Me parece que lo que ocurre en muchos lugares, y México no es la excepción, es que la mayoría de las personas no tienen el conocimiento (y no tendrían por qué tenerlo) para saber cómo deben enfrentarse las epidemias, y esto propicia que el miedo, individual y colectivo, se apodere del escenario. Aún la tenue memoria de aquella influenza española de hace 100 años que mató a 50 millones de personas, puede influir en el inconsciente colectivo de muchas personas. Pienso que la solución radica en fortalecer la cadena de confianza ya aludida: políticas públicas que confíen en la ciencia, ciudadanos que confíen en las autoridades públicas que ejecutan dichas políticas, y confianza entre los países, porque esta pandemia requiere urgentemente de mayor colaboración internacional. Nuestra mejor opción es seguir los lineamientos de la Organización Mundial de la Salud.

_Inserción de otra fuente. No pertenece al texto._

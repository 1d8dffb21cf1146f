//! The GC event model.
//!
//! A [`GcModel`] is produced once by the derived-info pipeline and is
//! read-only afterwards. It owns the top-level events (each with its
//! phases) and a flat, start-ordered index over every event and phase.

mod builder;
mod cause;
mod event;
mod family;
mod kind;
mod memory;

pub use builder::ModelBuilder;
pub(crate) use builder::offset_millis;
pub use cause::{CauseClass, GcCause};
pub use event::{CpuTime, GcEvent, SpecialSituation};
pub use family::{CollectorFamily, FamilyProfile, LogFormat, LogStyle};
pub use kind::{EventKind, KindInfo, Level, PauseClass};
pub use memory::{merge, subtract, Generation, MemoryAggregate, MemoryItem};

use crate::parser::ParseStats;
use crate::vmoption::VmOptions;
use chrono::{DateTime, Utc};
use serde::Serialize;

/// Position of an event in the model: a top-level event, or one of its
/// phases.
#[derive(Debug, Clone, Copy, PartialEq, Eq, Hash, Serialize)]
pub struct EventRef {
    pub event: usize,
    #[serde(skip_serializing_if = "Option::is_none")]
    pub phase: Option<usize>,
}

impl EventRef {
    pub fn top(event: usize) -> Self {
        Self { event, phase: None }
    }

    pub fn phase(event: usize, phase: usize) -> Self {
        Self {
            event,
            phase: Some(phase),
        }
    }

    pub fn is_phase(&self) -> bool {
        self.phase.is_some()
    }
}

/// Summary facts about an analyzed log.
#[derive(Debug, Clone, Serialize)]
pub struct ModelMetadata {
    pub collector: CollectorFamily,
    pub style: LogStyle,
    pub start_time: f64,
    pub end_time: f64,
    pub parallel_threads: Option<u32>,
    pub concurrent_threads: Option<u32>,
    pub region_size: Option<i64>,
    pub has_timestamps: bool,
    pub has_cpu_time: bool,
    pub event_count: usize,
    pub phase_count: usize,
    pub safepoint_count: usize,
    pub stall_count: usize,
    /// Distinct causes of top-level events, sorted
    pub causes: Vec<GcCause>,
    /// Important kinds that actually occur in this log
    pub important_kinds: Vec<EventKind>,
    pub pause_counted_kinds: Vec<EventKind>,
}

#[derive(Debug, Serialize)]
pub struct GcModel {
    pub(crate) format: LogFormat,
    #[serde(skip)]
    pub(crate) profile: &'static FamilyProfile,
    pub(crate) events: Vec<GcEvent>,
    #[serde(skip)]
    pub(crate) all_events: Vec<EventRef>,
    pub(crate) safepoints: Vec<GcEvent>,
    pub(crate) stalls: Vec<GcEvent>,
    pub(crate) start_time: f64,
    pub(crate) end_time: f64,
    pub(crate) reference_timestamp: Option<DateTime<Utc>>,
    pub(crate) parallel_threads: Option<u32>,
    pub(crate) concurrent_threads: Option<u32>,
    pub(crate) region_size: Option<i64>,
    pub(crate) vm_options: VmOptions,
    pub(crate) metadata: ModelMetadata,
    pub(crate) stats: ParseStats,
}

impl GcModel {
    pub fn format(&self) -> LogFormat {
        self.format
    }

    pub fn profile(&self) -> &'static FamilyProfile {
        self.profile
    }

    /// Top-level events, each owning its phases.
    pub fn events(&self) -> &[GcEvent] {
        &self.events
    }

    /// Every event and phase, ordered by start time.
    pub fn all_events(&self) -> &[EventRef] {
        &self.all_events
    }

    pub fn resolve(&self, r: EventRef) -> &GcEvent {
        let top = &self.events[r.event];
        match r.phase {
            Some(phase) => &top.phases[phase],
            None => top,
        }
    }

    /// Iterate the flat list as `(ref, event)` pairs.
    pub fn iter_all(&self) -> impl Iterator<Item = (EventRef, &GcEvent)> + '_ {
        self.all_events.iter().map(move |r| (*r, self.resolve(*r)))
    }

    pub fn safepoints(&self) -> &[GcEvent] {
        &self.safepoints
    }

    /// Allocation stalls and out-of-memory reports.
    pub fn stalls(&self) -> &[GcEvent] {
        &self.stalls
    }

    pub fn start_time(&self) -> f64 {
        self.start_time
    }

    pub fn end_time(&self) -> f64 {
        self.end_time
    }

    pub fn reference_timestamp(&self) -> Option<DateTime<Utc>> {
        self.reference_timestamp
    }

    pub fn parallel_threads(&self) -> Option<u32> {
        self.parallel_threads
    }

    pub fn concurrent_threads(&self) -> Option<u32> {
        self.concurrent_threads
    }

    pub fn region_size(&self) -> Option<i64> {
        self.region_size
    }

    pub fn vm_options(&self) -> &VmOptions {
        &self.vm_options
    }

    pub fn metadata(&self) -> &ModelMetadata {
        &self.metadata
    }

    pub fn parse_stats(&self) -> &ParseStats {
        &self.stats
    }
}
//! Collector families and their capability tables.

use super::kind::EventKind::{self, *};
use serde::{Deserialize, Serialize};

#[derive(Debug, Clone, Copy, PartialEq, Eq, Hash, Serialize, Deserialize)]
#[serde(rename_all = "snake_case")]
pub enum CollectorFamily {
    Serial,
    Parallel,
    Cms,
    G1,
    Zgc,
    Shenandoah,
    Epsilon,
}

impl CollectorFamily {
    pub fn name(self) -> &'static str {
        match self {
            CollectorFamily::Serial => "Serial",
            CollectorFamily::Parallel => "Parallel",
            CollectorFamily::Cms => "CMS",
            CollectorFamily::G1 => "G1",
            CollectorFamily::Zgc => "ZGC",
            CollectorFamily::Shenandoah => "Shenandoah",
            CollectorFamily::Epsilon => "Epsilon",
        }
    }

    /// Capability tables, or `None` for families that are recognized but
    /// not analyzed.
    pub fn profile(self) -> Option<&'static FamilyProfile> {
        match self {
            CollectorFamily::Serial => Some(&SERIAL),
            CollectorFamily::Parallel => Some(&PARALLEL),
            CollectorFamily::Cms => Some(&CMS),
            CollectorFamily::G1 => Some(&G1),
            CollectorFamily::Zgc => Some(&ZGC),
            CollectorFamily::Shenandoah | CollectorFamily::Epsilon => None,
        }
    }
}

impl std::fmt::Display for CollectorFamily {
    fn fmt(&self, f: &mut std::fmt::Formatter<'_>) -> std::fmt::Result {
        f.write_str(self.name())
    }
}

impl std::str::FromStr for CollectorFamily {
    type Err = String;

    fn from_str(s: &str) -> Result<Self, Self::Err> {
        match s.to_ascii_lowercase().as_str() {
            "serial" => Ok(CollectorFamily::Serial),
            "parallel" => Ok(CollectorFamily::Parallel),
            "cms" => Ok(CollectorFamily::Cms),
            "g1" => Ok(CollectorFamily::G1),
            "zgc" => Ok(CollectorFamily::Zgc),
            "shenandoah" => Ok(CollectorFamily::Shenandoah),
            "epsilon" => Ok(CollectorFamily::Epsilon),
            other => Err(format!("unknown collector family '{other}'")),
        }
    }
}

/// Log generation: JDK 8 style or unified logging (JDK 9+).
#[derive(Debug, Clone, Copy, PartialEq, Eq, Hash, Serialize, Deserialize)]
#[serde(rename_all = "snake_case")]
pub enum LogStyle {
    Legacy,
    Unified,
}

impl std::fmt::Display for LogStyle {
    fn fmt(&self, f: &mut std::fmt::Formatter<'_>) -> std::fmt::Result {
        f.write_str(match self {
            LogStyle::Legacy => "legacy",
            LogStyle::Unified => "unified",
        })
    }
}

impl std::str::FromStr for LogStyle {
    type Err = String;

    fn from_str(s: &str) -> Result<Self, Self::Err> {
        match s.to_ascii_lowercase().as_str() {
            "legacy" | "jdk8" => Ok(LogStyle::Legacy),
            "unified" | "jdk9" => Ok(LogStyle::Unified),
            other => Err(format!("unknown log style '{other}'")),
        }
    }
}

#[derive(Debug, Clone, Copy, PartialEq, Eq, Hash, Serialize, Deserialize)]
pub struct LogFormat {
    pub family: CollectorFamily,
    pub style: LogStyle,
}

impl LogFormat {
    pub fn new(family: CollectorFamily, style: LogStyle) -> Self {
        Self { family, style }
    }
}

impl std::fmt::Display for LogFormat {
    fn fmt(&self, f: &mut std::fmt::Formatter<'_>) -> std::fmt::Result {
        write!(f, "{} ({})", self.family, self.style)
    }
}

/// What a collector family can produce.
#[derive(Debug)]
pub struct FamilyProfile {
    pub family: CollectorFamily,
    /// Kinds legal as top-level events
    pub top_level: &'static [EventKind],
    /// Kinds legal as phases, each under the parents its catalogue entry names
    pub phases: &'static [EventKind],
    /// Kinds counted in pause statistics
    pub pause_counted: &'static [EventKind],
    /// Kinds worth surfacing in summaries
    pub important: &'static [EventKind],
    /// Young/full pause family that gets young-to-full normalization
    pub generational: bool,
    /// Heap is split into fixed-size regions
    pub region_based: bool,
}

impl FamilyProfile {
    pub fn is_top_level(&self, kind: EventKind) -> bool {
        self.top_level.contains(&kind)
    }

    pub fn is_phase_of(&self, phase: EventKind, parent: EventKind) -> bool {
        self.phases.contains(&phase) && self.is_top_level(parent) && phase.is_phase_of(parent)
    }

    pub fn counts_pause(&self, kind: EventKind) -> bool {
        self.pause_counted.contains(&kind)
    }

    pub fn is_important(&self, kind: EventKind) -> bool {
        self.important.contains(&kind)
    }
}

const GENERATIONAL_FULL_PHASES: &[EventKind] = &[
    FullMarkLiveObjects,
    FullComputeNewAddresses,
    FullPrepareForCompaction,
    FullAdjustPointers,
    FullMoveObjects,
    FullCompactHeap,
];

static SERIAL: FamilyProfile = FamilyProfile {
    family: CollectorFamily::Serial,
    top_level: &[YoungGc, FullGc, Safepoint],
    phases: GENERATIONAL_FULL_PHASES,
    pause_counted: &[YoungGc, FullGc],
    important: &[YoungGc, FullGc],
    generational: true,
    region_based: false,
};

static PARALLEL: FamilyProfile = FamilyProfile {
    family: CollectorFamily::Parallel,
    top_level: &[YoungGc, FullGc, Safepoint],
    phases: &[
        ParallelMarkingPhase,
        ParallelSummaryPhase,
        ParallelAdjustRoots,
        ParallelCompactionPhase,
        ParallelPostCompact,
    ],
    pause_counted: &[YoungGc, FullGc],
    important: &[YoungGc, FullGc],
    generational: true,
    region_based: false,
};

static CMS: FamilyProfile = FamilyProfile {
    family: CollectorFamily::Cms,
    top_level: &[YoungGc, FullGc, CmsConcurrentCycle, Safepoint],
    phases: &[
        FullMarkLiveObjects,
        FullComputeNewAddresses,
        FullAdjustPointers,
        FullMoveObjects,
        CmsInitialMark,
        CmsConcurrentMark,
        CmsConcurrentPreclean,
        CmsConcurrentAbortablePreclean,
        CmsFinalRemark,
        CmsRescan,
        CmsWeakRefsProcessing,
        CmsClassUnloading,
        CmsScrubSymbolTable,
        CmsScrubStringTable,
        CmsConcurrentSweep,
        CmsConcurrentReset,
    ],
    pause_counted: &[YoungGc, FullGc, CmsInitialMark, CmsFinalRemark],
    important: &[YoungGc, FullGc, CmsConcurrentCycle, CmsInitialMark, CmsFinalRemark],
    generational: true,
    region_based: false,
};

static G1: FamilyProfile = FamilyProfile {
    family: CollectorFamily::G1,
    top_level: &[
        YoungGc,
        G1MixedGc,
        FullGc,
        G1ConcurrentCycle,
        G1ConcurrentUndoCycle,
        Safepoint,
    ],
    phases: &[
        G1PreEvacuateCollectionSet,
        G1MergeHeapRoots,
        G1EvacuateCollectionSet,
        G1PostEvacuateCollectionSet,
        G1ParallelTime,
        G1CodeRootFixup,
        G1CodeRootPurge,
        G1ClearCardTable,
        G1OtherPhase,
        FullMarkLiveObjects,
        FullPrepareForCompaction,
        FullAdjustPointers,
        FullCompactHeap,
        G1ConcurrentClearClaimedMarks,
        G1ConcurrentScanRootRegions,
        G1ConcurrentMark,
        G1ConcurrentMarkFromRoots,
        G1ConcurrentPreclean,
        G1Remark,
        G1FinalizeMarking,
        G1RefProc,
        G1Unloading,
        G1ConcurrentRebuildRememberedSets,
        G1Cleanup,
        G1ConcurrentCleanupForNextMark,
    ],
    pause_counted: &[YoungGc, G1MixedGc, FullGc, G1Remark, G1Cleanup],
    important: &[YoungGc, G1MixedGc, FullGc, G1ConcurrentCycle, G1Remark, G1Cleanup],
    generational: false,
    region_based: true,
};

static ZGC: FamilyProfile = FamilyProfile {
    family: CollectorFamily::Zgc,
    top_level: &[ZgcGarbageCollection, ZgcAllocationStall, ZgcOutOfMemory, Safepoint],
    phases: &[
        ZgcPauseMarkStart,
        ZgcConcurrentMark,
        ZgcConcurrentMarkContinue,
        ZgcConcurrentMarkFree,
        ZgcPauseMarkEnd,
        ZgcConcurrentProcessNonStrongReferences,
        ZgcConcurrentResetRelocationSet,
        ZgcConcurrentDestroyDetachedPages,
        ZgcConcurrentSelectRelocationSet,
        ZgcConcurrentPrepareRelocationSet,
        ZgcPauseRelocateStart,
        ZgcConcurrentRelocate,
    ],
    pause_counted: &[ZgcPauseMarkStart, ZgcPauseMarkEnd, ZgcPauseRelocateStart],
    important: &[ZgcGarbageCollection, ZgcAllocationStall, ZgcOutOfMemory],
    generational: false,
    region_based: false,
};

#[cfg(test)]
mod tests {
    use super::*;

    const SUPPORTED: &[CollectorFamily] = &[
        CollectorFamily::Serial,
        CollectorFamily::Parallel,
        CollectorFamily::Cms,
        CollectorFamily::G1,
        CollectorFamily::Zgc,
    ];

    #[test]
    fn test_unsupported_families_have_no_profile() {
        assert!(CollectorFamily::Shenandoah.profile().is_none());
        assert!(CollectorFamily::Epsilon.profile().is_none());
    }

    #[test]
    fn test_profiles_are_consistent_with_catalogue() {
        for family in SUPPORTED {
            let profile = family.profile().unwrap();
            assert_eq!(profile.family, *family);
            for phase in profile.phases {
                assert!(
                    phase.parents().iter().any(|p| profile.is_top_level(*p)),
                    "{family}: {phase:?} has no legal parent"
                );
            }
            for kind in profile.pause_counted {
                assert!(
                    profile.is_top_level(*kind) || profile.phases.contains(kind),
                    "{family}: {kind:?} counted but never produced"
                );
            }
        }
    }

    #[test]
    fn test_phase_relation() {
        let g1 = CollectorFamily::G1.profile().unwrap();
        assert!(g1.is_phase_of(G1Remark, G1ConcurrentCycle));
        assert!(!g1.is_phase_of(CmsFinalRemark, CmsConcurrentCycle));
        assert!(g1.is_phase_of(G1ConcurrentCleanupForNextMark, G1ConcurrentUndoCycle));
    }

    #[test]
    fn test_parse_family_and_style() {
        assert_eq!("g1".parse::<CollectorFamily>(), Ok(CollectorFamily::G1));
        assert_eq!("Unified".parse::<LogStyle>(), Ok(LogStyle::Unified));
        assert!("bogus".parse::<CollectorFamily>().is_err());
    }
}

“Cuando José Arcadio Buendía se dio cuenta de que la peste había invadido el pueblo, reunió a los jefes de familia para explicarles lo que sabía de la enfermedad y se acordaron medidas para impedir que el flagelo se propagara a otras poblaciones de la Ciénega…Tan eficaz fue la cuarentena que llegó el día que el trabajo recobró su ritmo y nadie volvió a preocuparse por la inútil costumbre de dormir”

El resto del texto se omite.